After sharing my initial thoughts that the Paperwhite is so teeny, I got a cover that takes all my size concerns and makes them into a good thing.  This iGadgitz Paperwhite Cover was firstly $15. (Hurray!) The kindle is held in with hardened leather clamps. It has a strap to hold the cover open, a stand to prop it up to read and, best of all, a hand strap to allow me to hold it without having to bother with actually holding on to it .... with less than 24hrs playing with it, I'm liking it ....


----------



## Betsy the Quilter (Oct 27, 2008)

Cool!  It looks very well made Geoffrey!  The topstitching is impressive.  Love the color.

Betsy


----------



## Rie142 (Oct 28, 2009)

This is a most interesting cover.  I love my PW but sometimes my fingers hurt and I can't hold it well.  This should do the trick.


----------



## Atunah (Nov 20, 2008)

That is neat. My marware with back strap doesn't have the auto wake, I do miss that with my PW1. This one does have that feature. I think if I get the PW2, I know what cover to look at for it.


----------



## peaceridge (Mar 24, 2013)

How does the cover open?  Top to bottom or side to side?  I have one that opens top to bottom and hate it - I'd really like one that opens side to side (like a book) and has a stand.


----------



## Geoffrey (Jun 20, 2009)

It opens on the bottom .... 

I have a cover for my original Fire made by Speck that opens like a book and has a stand - but I think I got it at Target and not online ....


----------



## peaceridge (Mar 24, 2013)

Geoffrey said:


> It opens on the bottom ....
> 
> I have a cover for my original Fire made by Speck that opens like a book and has a stand - but I think I got it at Target and not online ....

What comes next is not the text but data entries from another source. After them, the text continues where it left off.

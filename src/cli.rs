use crate::config::FieldType;
use clap::{Args, Parser, Subcommand};
use serde_json::Value;
use std::path::PathBuf;

#[derive(Debug, Parser)]
#[command(
    name = "apiblock",
    bin_name = "apiblock",
    version,
    about = "Configuration-driven CRUD console for third-party data services"
)]
pub struct Cli {
    /// Service configuration document (defaults to $APIBLOCK_SERVICES, then the bundled one).
    #[arg(long, global = true)]
    pub config: Option<PathBuf>,
    /// Keep session state in memory only.
    #[arg(long, global = true)]
    pub ephemeral: bool,
    #[command(subcommand)]
    pub command: Command,
}

#[derive(Debug, Subcommand)]
pub enum Command {
    /// List configured services.
    Services(JsonArgs),
    /// Select the active service.
    Use(UseArgs),
    /// Show the active service and session state.
    Status(JsonArgs),
    /// Authenticate with the active service.
    Login(LoginArgs),
    /// Drop stored credentials for the active service.
    Logout,
    /// Manage form input values.
    Input(InputArgs),
    /// Load the options of a dynamic dropdown field.
    Options(OptionsArgs),
    /// List and modify records.
    Records(RecordsArgs),
    /// Interactive session with background token refresh.
    Shell(ShellArgs),
}

#[derive(Debug, Args)]
pub struct JsonArgs {
    #[arg(long)]
    pub json: bool,
}

#[derive(Debug, Args)]
pub struct UseArgs {
    pub service: String,
}

#[derive(Debug, Args)]
pub struct LoginArgs {
    /// Credential field value, for example `--set apiKey=pat123`.
    #[arg(long = "set", value_name = "KEY=VALUE", value_parser = parse_assignment)]
    pub values: Vec<(String, String)>,
    #[arg(long)]
    pub no_browser: bool,
    /// Provider return address, pasted from the browser.
    #[arg(long, value_name = "URL")]
    pub callback_url: Option<String>,
}

#[derive(Debug, Args)]
pub struct InputArgs {
    #[command(subcommand)]
    pub command: InputCommand,
}

#[derive(Debug, Subcommand)]
pub enum InputCommand {
    /// Store one or more input values.
    Set(InputSetArgs),
    /// Print the stored input values.
    Show(JsonArgs),
    /// Clear data fields and leave edit mode.
    Reset,
}

#[derive(Debug, Args)]
pub struct InputSetArgs {
    #[arg(value_name = "KEY=VALUE", required = true, value_parser = parse_assignment)]
    pub values: Vec<(String, String)>,
}

#[derive(Debug, Args)]
pub struct OptionsArgs {
    pub field: String,
    #[arg(long)]
    pub json: bool,
}

#[derive(Debug, Args)]
pub struct RecordsArgs {
    #[command(subcommand)]
    pub command: RecordsCommand,
}

#[derive(Debug, Subcommand)]
pub enum RecordsCommand {
    /// Fetch and print records.
    List(JsonArgs),
    /// Create a record from the form values.
    Add(RecordWriteArgs),
    /// Update an existing record.
    Edit(RecordEditArgs),
    /// Delete a record.
    Delete(RecordDeleteArgs),
}

#[derive(Debug, Args)]
pub struct RecordWriteArgs {
    #[arg(long = "set", value_name = "KEY=VALUE", value_parser = parse_assignment)]
    pub values: Vec<(String, String)>,
}

#[derive(Debug, Args)]
pub struct RecordEditArgs {
    pub id: String,
    #[arg(long = "set", value_name = "KEY=VALUE", value_parser = parse_assignment)]
    pub values: Vec<(String, String)>,
}

#[derive(Debug, Args)]
pub struct RecordDeleteArgs {
    pub id: String,
    /// Skip the confirmation prompt.
    #[arg(long)]
    pub yes: bool,
}

#[derive(Debug, Args)]
pub struct ShellArgs {
    /// Service to select before starting.
    pub service: Option<String>,
}

pub fn parse_assignment(raw: &str) -> Result<(String, String), String> {
    let (key, value) = raw
        .split_once('=')
        .ok_or_else(|| format!("expected KEY=VALUE, got `{raw}`"))?;
    let key = key.trim();
    if key.is_empty() {
        return Err(format!("missing key in `{raw}`"));
    }
    Ok((key.to_string(), value.to_string()))
}

/// Converts typed command-line text into the value a form field holds.
pub fn field_value(field_type: FieldType, raw: &str) -> Value {
    match field_type {
        FieldType::Checkbox => Value::Bool(matches!(
            raw.trim().to_ascii_lowercase().as_str(),
            "true" | "yes" | "y" | "1" | "on"
        )),
        FieldType::Json | FieldType::KeyValue => {
            serde_json::from_str(raw).unwrap_or_else(|_| Value::String(raw.to_string()))
        }
        FieldType::Text
        | FieldType::Number
        | FieldType::Textarea
        | FieldType::DynamicDropdown
        | FieldType::Email
        | FieldType::Password
        | FieldType::Date
        | FieldType::Url
        | FieldType::Tel => Value::String(raw.to_string()),
    }
}
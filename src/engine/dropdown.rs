use crate::config::{AuthType, HttpMethod, InputField, ServiceConfiguration, Values};
use crate::engine::http::{HttpRequest, HttpTransport};
use crate::engine::template::{self, is_blank, value_to_text};
use crate::error::AppResult;
use serde::Serialize;
use serde_json::Value;
use std::collections::BTreeMap;

#[derive(Debug, Clone, PartialEq, Eq, Serialize)]
pub struct DropdownOption {
    pub label: String,
    pub value: String,
}

/// Resolved options per dynamic-dropdown field key.
pub type DropdownData = BTreeMap<String, Vec<DropdownOption>>;

pub struct DropdownLoader<'a> {
    config: &'a ServiceConfiguration,
    http: &'a dyn HttpTransport,
}

impl<'a> DropdownLoader<'a> {
    pub fn new(config: &'a ServiceConfiguration, http: &'a dyn HttpTransport) -> Self {
        Self { config, http }
    }

    /// Fetches the options of `field` and stores them under its key.
    ///
    /// Fields without a data source are left alone and yield no options.
    pub async fn load(
        &self,
        field: &InputField,
        input_values: &Values,
        auth_values: &Values,
        data: &mut DropdownData,
    ) -> AppResult<Vec<DropdownOption>> {
        let Some(source) = &field.data_source else {
            return Ok(Vec::new());
        };

        let url = template::resolve_url(&source.url, input_values);
        let mut request = HttpRequest::new(HttpMethod::Get, url);
        if let Some(token) = self.api_key(auth_values) {
            request = request.bearer(&token);
        }
        log::debug!("loading options for `{}` from {}", field.key, request.url);

        let response = self.http.send(request).await?.ensure_success()?;
        let options: Vec<DropdownOption> =
            extract_items(&response.body, source.response_field.as_deref())
                .iter()
                .map(|item| DropdownOption {
                    label: option_text(item.get(&source.label_field)),
                    value: option_text(item.get(&source.value_field)),
                })
                .collect();

        data.insert(field.key.clone(), options.clone());
        Ok(options)
    }

    fn api_key(&self, auth_values: &Values) -> Option<String> {
        if self.config.auth.auth_type != AuthType::ApiKey {
            return None;
        }
        let key_field = self.config.auth.fields.first()?;
        auth_values
            .get(&key_field.key)
            .filter(|value| !is_blank(value))
            .map(value_to_text)
    }
}

/// Locates the option list in a data-source response.
///
/// Precedence: declared `responseField`, then `bases`, then `tables`, then the
/// body itself when it is an array, else nothing. Keys present without an
/// array value fall through to the next candidate.
pub fn extract_items(body: &Value, response_field: Option<&str>) -> Vec<Value> {
    let found = match response_field {
        Some(field) => body.get(field).and_then(Value::as_array),
        None => ["bases", "tables"]
            .iter()
            .find_map(|key| body.get(*key).and_then(Value::as_array))
            .or_else(|| body.as_array()),
    };

    found.cloned().unwrap_or_default()
}

fn option_text(value: Option<&Value>) -> String {
    match value {
        None | Some(Value::Null) => String::new(),
        Some(value) => value_to_text(value),
    }
}
//! Gated recurrent update used by propagation rounds.

use crate::init::linear;
use candle_core::{Result, Tensor};
use candle_nn::{ops, Linear, Module, VarBuilder};

/// A GRU cell over a batch of rows.
///
/// ```text
/// r  = sigmoid(W_ir x + W_hr h)
/// z  = sigmoid(W_iz x + W_hz h)
/// n  = tanh(W_in x + r * (W_hn h))
/// h' = (1 - z) * n + z * h
/// ```
///
/// Gate weights are stored stacked (`r`, `z`, `n`) in two linear layers,
/// one over the input and one over the hidden state.
pub struct GruCell {
    ih: Linear,
    hh: Linear,
    hidden_size: usize,
}

impl GruCell {
    /// Create a cell mapping `input_size` inputs onto a `hidden_size` state.
    pub fn new(input_size: usize, hidden_size: usize, vb: VarBuilder) -> Result<Self> {
        let ih = linear(input_size, 3 * hidden_size, vb.pp("ih"))?;
        let hh = linear(hidden_size, 3 * hidden_size, vb.pp("hh"))?;
        Ok(Self {
            ih,
            hh,
            hidden_size,
        })
    }

    /// Hidden state width.
    pub fn hidden_size(&self) -> usize {
        self.hidden_size
    }

    /// One update step.
    ///
    /// # Arguments
    /// - `input`: (N x input_size)
    /// - `hidden`: (N x hidden_size)
    ///
    /// # Returns
    /// - New hidden state (N x hidden_size)
    pub fn forward(&self, input: &Tensor, hidden: &Tensor) -> Result<Tensor> {
        let h = self.hidden_size;
        let gi = self.ih.forward(input)?;
        let gh = self.hh.forward(hidden)?;

        let r = ops::sigmoid(&(gi.narrow(1, 0, h)? + gh.narrow(1, 0, h)?)?)?;
        let z = ops::sigmoid(&(gi.narrow(1, h, h)? + gh.narrow(1, h, h)?)?)?;
        let n = (gi.narrow(1, 2 * h, h)? + (r * gh.narrow(1, 2 * h, h)?)?)?.tanh()?;

        // (1 - z) * n + z * h
        let keep = z.affine(-1.0, 1.0)?;
        (keep * n)? + (z * hidden)?
    }
}
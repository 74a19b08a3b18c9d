// Allow minor clippy style warnings at crate level
#![allow(clippy::must_use_candidate)]
#![allow(clippy::missing_errors_doc)]
#![allow(clippy::doc_markdown)]

//! Structure layer of the DGMG graph generator.
//!
//! This crate holds everything about graphs and traces that does not need
//! tensors:
//!
//! - [`Metagraph`] - node/edge type vocabulary from canonical edge types
//! - [`TypedGraph`] - the heterogeneous working graph grown during generation
//! - [`Action`] / [`ActionTrace`] - raw `(kind, value)` derivation traces
//! - [`decode`] - unfolding traces into replayable decision steps
//! - [`config`] - dataset-selected hyperparameters
//! - [`TraceDataset`] - collections of traces for training
//!
//! # Example
//!
//! ```rust
//! use dgmg_core::config::{dataset_based_configure, Options};
//! use dgmg_core::{decode::TraceDecoder, TraceDataset};
//!
//! let config = dataset_based_configure(&Options::new().with("dataset", "cycles"))?
//!     .to_config()?;
//! let metagraph = config.metagraph()?;
//! let decoder = TraceDecoder::new(config.trace_vocabulary(), &metagraph)?;
//!
//! let dataset = TraceDataset::reference();
//! let steps = decoder.decode(dataset.get(0).unwrap())?;
//! assert!(!steps.is_empty());
//! # Ok::<(), dgmg_core::Error>(())
//! ```

pub mod action;
pub mod config;
pub mod dataset;
pub mod decode;
mod error;
pub mod graph;
pub mod metagraph;

pub use action::{Action, ActionTrace, EdgeDirection};
pub use dataset::TraceDataset;
pub use error::{Error, Result};
pub use graph::{GraphStats, GraphSummary, NodeId, TypedGraph};
pub use metagraph::{EdgeType, Metagraph, NodeType};

// Re-export petgraph for callers that walk the working graph directly
pub use petgraph;
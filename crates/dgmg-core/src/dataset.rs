//! Ground-truth derivation traces for teacher-forced training.

use crate::action::Action::{Activity, AddNode, Correlation, Joint};
use crate::action::{Action, ActionTrace};
use crate::error::{Error, Result};
use serde::{Deserialize, Serialize};
use std::path::Path;

/// Derivation of one event-log graph: eight nodes (five events, an
/// application, a resource and an offer) with correlation and
/// directly-follows links, in the joint encoding of the `cycles` vocabulary.
#[rustfmt::skip]
const REFERENCE_TRACE: &[Action] = &[
    AddNode(0), Activity(0), Joint(4),
    AddNode(1), Joint(2), Joint(8),
    AddNode(2), Joint(1), Joint(12),
    AddNode(0), Activity(1), Joint(4), Joint(8), Joint(3), Correlation(0), Joint(3), Correlation(1), Joint(16),
    AddNode(0), Activity(2), Joint(20),
    AddNode(3), Joint(18), Joint(24),
    AddNode(0), Activity(3), Joint(20), Joint(19), Correlation(2), Joint(28),
    AddNode(0), Activity(4), Joint(20), Joint(8), Joint(27), Correlation(2), Joint(15), Correlation(1), Joint(32),
    AddNode(4),
];

/// An ordered collection of traces.
#[derive(Debug, Clone, Default, PartialEq, Eq, Serialize, Deserialize)]
#[serde(transparent)]
pub struct TraceDataset {
    traces: Vec<ActionTrace>,
}

impl TraceDataset {
    /// Create a dataset from traces.
    pub fn new(traces: Vec<ActionTrace>) -> Self {
        Self { traces }
    }

    /// The built-in single-trace event-log dataset.
    pub fn reference() -> Self {
        Self::new(vec![ActionTrace::new(REFERENCE_TRACE.to_vec())])
    }

    /// Load from a JSON array of traces (each an array of `[kind, value]`).
    pub fn from_json_file(path: impl AsRef<Path>) -> Result<Self> {
        let text = std::fs::read_to_string(path.as_ref())?;
        let dataset: Self = serde_json::from_str(&text)?;
        tracing::debug!(
            path = %path.as_ref().display(),
            traces = dataset.len(),
            "loaded trace dataset"
        );
        Ok(dataset)
    }

    /// Write as a JSON array of traces.
    pub fn to_json_file(&self, path: impl AsRef<Path>) -> Result<()> {
        std::fs::write(path.as_ref(), serde_json::to_string(self)?)?;
        Ok(())
    }

    /// Number of traces.
    pub fn len(&self) -> usize {
        self.traces.len()
    }

    /// Whether the dataset is empty.
    pub fn is_empty(&self) -> bool {
        self.traces.is_empty()
    }

    /// Trace at `index`.
    pub fn get(&self, index: usize) -> Option<&ActionTrace> {
        self.traces.get(index)
    }

    /// Iterate over traces.
    pub fn iter(&self) -> impl Iterator<Item = &ActionTrace> {
        self.traces.iter()
    }

    /// Unwrap a batch of exactly one trace.
    ///
    /// Generation is sequential per sample, so batches larger than one are
    /// rejected rather than silently truncated.
    pub fn collate_single<'a>(&self, batch: &[&'a ActionTrace]) -> Result<&'a ActionTrace> {
        match batch {
            [single] => Ok(*single),
            _ => Err(Error::BatchSize(batch.len())),
        }
    }

    /// Pass a batch through unchanged.
    pub fn collate_batch<'a>(&self, batch: Vec<&'a ActionTrace>) -> Vec<&'a ActionTrace> {
        batch
    }
}
//! DGMG CLI - train and sample graph generators from the command line.
//!
//! # Usage
//!
//! ```bash
//! # Show the merged configuration of a dataset
//! dgmg config --dataset cycles
//!
//! # Train on the built-in trace and save the weights
//! dgmg train --dataset cycles --epochs 50 --save model.safetensors
//!
//! # Train on traces from a file
//! dgmg train --dataset cycles --trace traces.json
//!
//! # Sample graphs from saved weights
//! dgmg generate --dataset cycles --weights model.safetensors --count 5 --format dot
//! ```
//!
//! Logging goes to stderr and is controlled by `RUST_LOG` (default
//! `dgmg=info`).

use anyhow::{Context, Result};
use candle_core::Device;
use clap::{Args, Parser, Subcommand, ValueEnum};
use dgmg_core::config::{dataset_based_configure, Options};
use dgmg_core::{GraphSummary, TraceDataset};
use dgmg_nn::Trainer;
use indicatif::ProgressBar;
use std::path::{Path, PathBuf};
use std::time::Instant;
use tracing_subscriber::EnvFilter;

#[derive(Parser)]
#[command(name = "dgmg")]
#[command(about = "Deep generative models of graphs", long_about = None)]
struct Cli {
    #[command(subcommand)]
    command: Commands,
}

#[derive(Args)]
struct ConfigArgs {
    /// Dataset whose configuration block is applied
    #[arg(short, long, default_value = "cycles")]
    dataset: String,

    /// JSON object of extra options (dataset values still win)
    #[arg(long)]
    options: Option<PathBuf>,
}

#[derive(Subcommand)]
enum Commands {
    /// Print the merged configuration as JSON
    Config {
        #[command(flatten)]
        config: ConfigArgs,
    },

    /// Train on action traces with teacher forcing
    Train {
        #[command(flatten)]
        config: ConfigArgs,

        /// JSON file of traces (default: built-in reference trace)
        #[arg(long)]
        trace: Option<PathBuf>,

        /// Number of epochs (default: `nepochs` from the configuration)
        #[arg(long)]
        epochs: Option<usize>,

        /// Write the trained weights (safetensors)
        #[arg(long)]
        save: Option<PathBuf>,
    },

    /// Sample new graphs
    Generate {
        #[command(flatten)]
        config: ConfigArgs,

        /// Weights to load (default: untrained model)
        #[arg(long)]
        weights: Option<PathBuf>,

        /// Number of graphs
        #[arg(short = 'n', long, default_value = "1")]
        count: usize,

        /// Maximum nodes per graph (default: `v_max` or `max_size`)
        #[arg(long)]
        v_max: Option<usize>,

        /// Random seed of the first graph
        #[arg(long)]
        seed: Option<u64>,

        /// Output format
        #[arg(short, long, default_value = "summary")]
        format: OutputFormat,
    },
}

#[derive(Clone, Copy, ValueEnum)]
enum OutputFormat {
    /// Aggregate statistics
    Summary,
    /// Nodes and links of every graph as JSON
    Json,
    /// Graphviz
    Dot,
}

fn main() -> Result<()> {
    tracing_subscriber::fmt()
        .with_env_filter(
            EnvFilter::try_from_default_env().unwrap_or_else(|_| EnvFilter::new("dgmg=info")),
        )
        .with_writer(std::io::stderr)
        .init();

    let cli = Cli::parse();

    match cli.command {
        Commands::Config { config } => cmd_config(&config),
        Commands::Train {
            config,
            trace,
            epochs,
            save,
        } => cmd_train(&config, trace.as_deref(), epochs, save.as_deref()),
        Commands::Generate {
            config,
            weights,
            count,
            v_max,
            seed,
            format,
        } => cmd_generate(&config, weights.as_deref(), count, v_max, seed, format),
    }
}

fn merged_options(args: &ConfigArgs) -> Result<Options> {
    let base = match &args.options {
        Some(path) => Options::from_json_file(path)
            .with_context(|| format!("Failed to load options {}", path.display()))?,
        None => Options::new(),
    };
    let opts = base.with("dataset", args.dataset.as_str());
    dataset_based_configure(&opts).context("Failed to configure dataset")
}

fn trainer(args: &ConfigArgs) -> Result<Trainer> {
    let config = merged_options(args)?
        .to_config()
        .context("Incomplete configuration")?;
    Trainer::new(config, &Device::Cpu).context("Failed to build model")
}

fn cmd_config(args: &ConfigArgs) -> Result<()> {
    let opts = merged_options(args)?;
    println!("{}", serde_json::to_string_pretty(&opts)?);
    Ok(())
}

fn load_traces(path: Option<&Path>) -> Result<TraceDataset> {
    match path {
        Some(path) => TraceDataset::from_json_file(path)
            .with_context(|| format!("Failed to load traces {}", path.display())),
        None => Ok(TraceDataset::reference()),
    }
}

fn cmd_train(
    args: &ConfigArgs,
    trace: Option<&Path>,
    epochs: Option<usize>,
    save: Option<&Path>,
) -> Result<()> {
    let mut trainer = trainer(args)?;
    let dataset = load_traces(trace)?;
    let epochs = epochs.unwrap_or(trainer.config().nepochs);

    println!(
        "Training on {} trace(s) for {} epoch(s) (lr={}, optimizer={})...",
        dataset.len(),
        epochs,
        trainer.config().lr,
        trainer.config().optimizer
    );
    let start = Instant::now();
    let pb = ProgressBar::new(epochs as u64);
    for _ in 0..epochs {
        let stats = trainer.train_epoch(&dataset)?;
        pb.set_message(format!("loss {:.4}", stats.mean_loss));
        pb.inc(1);
        println!("epoch {}: loss {:.4}", stats.epoch, stats.mean_loss);
    }
    pb.finish_and_clear();
    println!("Trained in {:.2?}", start.elapsed());

    if let Some(path) = save {
        trainer
            .save(path)
            .with_context(|| format!("Failed to write {}", path.display()))?;
        println!("Saved weights to {}", path.display());
    }
    Ok(())
}

fn cmd_generate(
    args: &ConfigArgs,
    weights: Option<&Path>,
    count: usize,
    v_max: Option<usize>,
    seed: Option<u64>,
    format: OutputFormat,
) -> Result<()> {
    let mut trainer = trainer(args)?;
    if let Some(path) = weights {
        trainer
            .load(path)
            .with_context(|| format!("Failed to load weights {}", path.display()))?;
    }
    let v_max = v_max.unwrap_or(trainer.config().v_max());
    let seed = seed.unwrap_or(trainer.config().seed);

    let pb = ProgressBar::new_spinner();
    pb.set_message(format!("Sampling {count} graph(s)..."));
    let (graphs, stats) = trainer.generate(count, v_max, seed)?;
    pb.finish_and_clear();

    match format {
        OutputFormat::Summary => {
            println!("Generated Graphs");
            println!("================");
            println!("Samples:    {}", stats.samples);
            println!("Mean nodes: {:.2}", stats.mean_nodes);
            println!("Mean links: {:.2}", stats.mean_links);
            println!("Max nodes:  {}", stats.max_nodes);
            for (ntype, n) in &stats.nodes_by_type {
                println!("  {ntype}: {n}");
            }
        }
        OutputFormat::Json => {
            let summaries: Vec<GraphSummary> = graphs.iter().map(|g| g.summary()).collect();
            println!("{}", serde_json::to_string_pretty(&summaries)?);
        }
        OutputFormat::Dot => {
            for g in &graphs {
                println!("{}", g.to_dot());
            }
        }
    }
    Ok(())
}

Thanks - there are several around, but none that fit the PW - I'll look at Target as I haven't checked them yet.


----------



## VictoriaP (Mar 1, 2009)

I have had one of iGadgitz' hard shell cases for my Touch for two years now, and it's been both well made and durable. Wouldn't hesitate to buy another of their products--looks like that cover is a terrific purchase at a great price!


----------



## Tia K (Sep 28, 2013)

Geoffrey said:


> After sharing my initial thoughts that the Paperwhite is so teeny, I got a cover that takes all my size concerns and makes them into a good thing.  This iGadgitz Paperwhite Cover was firstly $15. (Hurray!) The kindle is held in with hardened leather clamps. It has a strap to hold the cover open, a stand to prop it up to read and, best of all, a hand strap to allow me to hold it without having to bother with actually holding on to it .... with less than 24hrs playing with it, I'm liking it ....


Good one. looks tough tho. i might order one if i find a different color.


----------